Energy XXI will also face tighter borrowing when the value of the oil and natural gas reserves it uses for collateral is redetermined to reflect current prices this spring. If the company had hedged more of its oil on the futures market, the lower prices would not be so damaging to the its credit lines, which lenders frequently tie to earnings.
"The latest quarterly results continues a trend of missing projections and leaving Wall Street scratching their heads," said one analyst note from Stone Fox Capital, an investment advisory firm.
Halcon, on the other hand, hedged 80 percent of its oil against lower prices for the next two years, maintaining the value of the reserves it uses for collateral. Halcon's unsecured bonds traded at 70 cents on the dollar, a level Ragsly said is pretty good right now.
Halcon's moves to keep spending within cash flow signals it has a chance to survive, Ragsly added.
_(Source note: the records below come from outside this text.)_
// src/recognition/recognizer.rs
//
// One active context bound to its centroid index, stability gate and
// escalation policy. Gate and escalation state live here, so a context
// switch means building a new Recognizer; nothing carries over.

use super::centroid_index::{CentroidIndex, CentroidSnapshot};
use super::escalation::EscalationPolicy;
use super::stability_gate::{GateConfig, StabilityGate};
use crate::types::{ClassificationOutcome, EscalationConfig, RecognitionConfig};
use std::collections::BTreeSet;
use std::sync::Arc;

pub struct Recognizer {
    context: String,
    index: Arc<CentroidIndex>,
    offline_threshold: f32,
    gate: StabilityGate,
    escalation: EscalationPolicy,
}

impl Recognizer {
    pub fn new(
        context: impl Into<String>,
        index: Arc<CentroidIndex>,
        recognition: &RecognitionConfig,
        escalation: &EscalationConfig,
        escalation_client_available: bool,
    ) -> Self {
        Self {
            context: context.into(),
            index,
            offline_threshold: recognition.offline_threshold,
            gate: StabilityGate::new(GateConfig {
                confirm_frames: recognition.confirm_frames,
                cooldown_secs: recognition.cooldown_secs,
            }),
            escalation: EscalationPolicy::new(escalation, escalation_client_available),
        }
    }

    pub fn context(&self) -> &str {
        &self.context
    }

    pub fn offline_threshold(&self) -> f32 {
        self.offline_threshold
    }

    /// Current centroid set (cache hit unless the store changed).
    pub fn snapshot(&self) -> Arc<CentroidSnapshot> {
        self.index.centroids_for(&self.context)
    }

    pub fn classify(&self, features: &[f32]) -> ClassificationOutcome {
        self.snapshot().best_match(features)
    }

    /// Labels with at least one decodable sample in the store.
    pub fn candidate_labels(&self) -> BTreeSet<String> {
        self.index.store().labels_for_context(&self.context)
    }

    pub fn gate(&self) -> &StabilityGate {
        &self.gate
    }

    pub fn gate_mut(&mut self) -> &mut StabilityGate {
        &mut self.gate
    }

    pub fn escalation(&self) -> &EscalationPolicy {
        &self.escalation
    }

    pub fn escalation_mut(&mut self) -> &mut EscalationPolicy {
        &mut self.escalation
    }
}
// src/recognition/matcher.rs
//
// Nearest-centroid matching by cosine similarity, with runner-up score.

use crate::types::{ClassificationOutcome, FeatureVector};

/// Guards the denominator against zero-length vectors.
const EPSILON: f32 = 1e-8;

/// Lower bound of cosine similarity; initial runner-up score.
const MIN_SIMILARITY: f32 = -1.0;

pub fn cosine_similarity(a: &[f32], b: &[f32]) -> f32 {
    let mut dot = 0.0f32;
    let mut norm_a = 0.0f32;
    let mut norm_b = 0.0f32;
    for (x, y) in a.iter().zip(b) {
        dot += x * y;
        norm_a += x * x;
        norm_b += y * y;
    }
    dot / (norm_a.sqrt() * norm_b.sqrt() + EPSILON)
}

/// Score `features` against every centroid and keep the best two.
///
/// Comparisons are strict, so on equal scores the centroid visited first
/// keeps the lead. Centroids whose length differs from `features` are
/// skipped. No centroids (or an empty input) yields `(None, 0, 0)`.
pub fn best_match<'a, I>(centroids: I, features: &[f32]) -> ClassificationOutcome
where
    I: IntoIterator<Item = (&'a String, &'a FeatureVector)>,
{
    if features.is_empty() {
        return ClassificationOutcome::none();
    }

    let mut best_label: Option<&String> = None;
    let mut best = MIN_SIMILARITY;
    let mut second = MIN_SIMILARITY;

    for (label, centroid) in centroids {
        if centroid.len() != features.len() {
            continue;
        }
        let score = cosine_similarity(features, centroid);
        if best_label.is_none() || score > best {
            if best_label.is_some() {
                second = best;
            }
            best = score;
            best_label = Some(label);
        } else if score > second {
            second = score;
        }
    }

    match best_label {
        Some(label) => ClassificationOutcome {
            best_label: Some(label.clone()),
            best_score: best,
            second_best_score: second,
        },
        None => ClassificationOutcome::none(),
    }
}
// src/pipeline/mod.rs

pub mod context_watcher;
pub mod escalation_dispatch;
pub mod frame_loop;
pub mod runtime;

pub use context_watcher::{
    provider_from_config, ContextProvider, ContextWatcher, FileContextProvider, FixedContext,
};
pub use escalation_dispatch::{EscalationDispatcher, EscalationPoll};
pub use frame_loop::{FrameInput, FrameLoop, FrameOutcome};
pub use runtime::{RuntimeSummary, SharedRuntime};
Other analysts agreed.
"We continue to believe that Halcon has the ability to see this through to the other side," analyst Jason A. Wangler wrote for Wunderlich Securities after the conference call.
Clearly, there is much more to evaluating a company than two simple ratios highlighted in an email blast.
Yet even for the most troubled, Ragsly told me, "the savior for a lot of these companies will probably be hedge funds coming in and providing emergency or rescue financing that will bridge them to a turnaround."
Literally one minute after I hung up the phone with him, a press release arrived: "Energy XXI Gulf Coast, Inc. Announces Private Offering of $1.25 Billion of Senior Secured Second Lien Notes Due 2020."
Hallelujah for them, Energy XXI will live to fight another day. But whether that was a wise investment for the lien holder is the subject for another column.